How to complete this task:
Below are records to be output exactly, every one of them.

Dataset entries:
//! Package registry instruction handler.

use anchor_lang::prelude::*;

use crate::access::{is_authorized, Role};
use crate::constants::*;
use crate::error::StakingError;
use crate::events::PackageUpdated;
use crate::ledger;
use crate::state::{Package, StakingConfig};

#[derive(Accounts)]
#[instruction(id: u8)]
pub struct SetPackage<'info> {
    #[account(
        mut,
        constraint = is_authorized(
            &staking_config,
            &staking_config.key(),
            None,
            &authority.key(),
            Role::Admin
        ) @ StakingError::Unauthorized
    )]
    pub authority: Signer<'info>,

    #[account(
        seeds = [STAKING_CONFIG_SEED, staking_config.stake_mint.as_ref(), staking_config.reward_mint.as_ref()],
        bump = staking_config.bump
    )]
    pub staking_config: Box<Account<'info, StakingConfig>>,

    /// Created on first configuration of `id`, overwritten afterwards.
    #[account(
        init_if_needed,
        payer = authority,
        space = Package::LEN,
        seeds = [PACKAGE_SEED, staking_config.key().as_ref(), id.to_le_bytes().as_ref()],
        bump
    )]
    pub package: Account<'info, Package>,

    pub system_program: Program<'info, System>,
}

/// Create or overwrite package `id`.
///
/// Positions already opened under this package keep their snapshotted terms
/// and its running `total_staked` is preserved.
pub fn handler(
    ctx: Context<SetPackage>,
    id: u8,
    lock_period: i64,
    apy: u16,
    enabled: bool,
) -> Result<()> {
    let config_key = ctx.accounts.staking_config.key();
    let package = &mut ctx.accounts.package;

    ledger::apply_package_update(
        &ctx.accounts.staking_config,
        package,
        config_key,
        id,
        lock_period,
        apy,
        enabled,
    )?;
    package.bump = ctx.bumps.package;

    msg!(
        "Package {} set: lock={}s apy={}bp enabled={}",
        id,
        lock_period,
        apy,
        enabled
    );
    msg!("Admin: {}", ctx.accounts.authority.key());

    emit!(PackageUpdated {
        id,
        lock_period,
        apy,
        enabled,
    });

    Ok(())
}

Answer to the exercise:
//! Package registry instruction handler.

use anchor_lang::prelude::*;

use crate::access::{is_authorized, Role};
use crate::constants::*;
use crate::error::StakingError;
use crate::events::PackageUpdated;
use crate::ledger;
use crate::state::{Package, StakingConfig};

#[derive(Accounts)]
#[instruction(id: u8)]
pub struct SetPackage<'info> {
    #[account(
        mut,
        constraint = is_authorized(
            &staking_config,
            &staking_config.key(),
            None,
            &authority.key(),
            Role::Admin
        ) @ StakingError::Unauthorized
    )]
    pub authority: Signer<'info>,

    #[account(
        seeds = [STAKING_CONFIG_SEED, staking_config.stake_mint.as_ref(), staking_config.reward_mint.as_ref()],
        bump = staking_config.bump
    )]
    pub staking_config: Box<Account<'info, StakingConfig>>,

    /// Created on first configuration of `id`, overwritten afterwards.
    #[account(
        init_if_needed,
        payer = authority,
        space = Package::LEN,
        seeds = [PACKAGE_SEED, staking_config.key().as_ref(), id.to_le_bytes().as_ref()],
        bump
    )]
    pub package: Account<'info, Package>,

    pub system_program: Program<'info, System>,
}

/// Create or overwrite package `id`.
///
/// Positions already opened under this package keep their snapshotted terms
/// and its running `total_staked` is preserved.
pub fn handler(
    ctx: Context<SetPackage>,
    id: u8,
    lock_period: i64,
    apy: u16,
    enabled: bool,
) -> Result<()> {
    let config_key = ctx.accounts.staking_config.key();
    let package = &mut ctx.accounts.package;

    ledger::apply_package_update(
        &ctx.accounts.staking_config,
        package,
        config_key,
        id,
        lock_period,
        apy,
        enabled,
    )?;
    package.bump = ctx.bumps.package;

    msg!(
        "Package {} set: lock={}s apy={}bp enabled={}",
        id,
        lock_period,
        apy,
        enabled
    );
    msg!("Admin: {}", ctx.accounts.authority.key());

    emit!(PackageUpdated {
        id,
        lock_period,
        apy,
        enabled,
    });

    Ok(())
}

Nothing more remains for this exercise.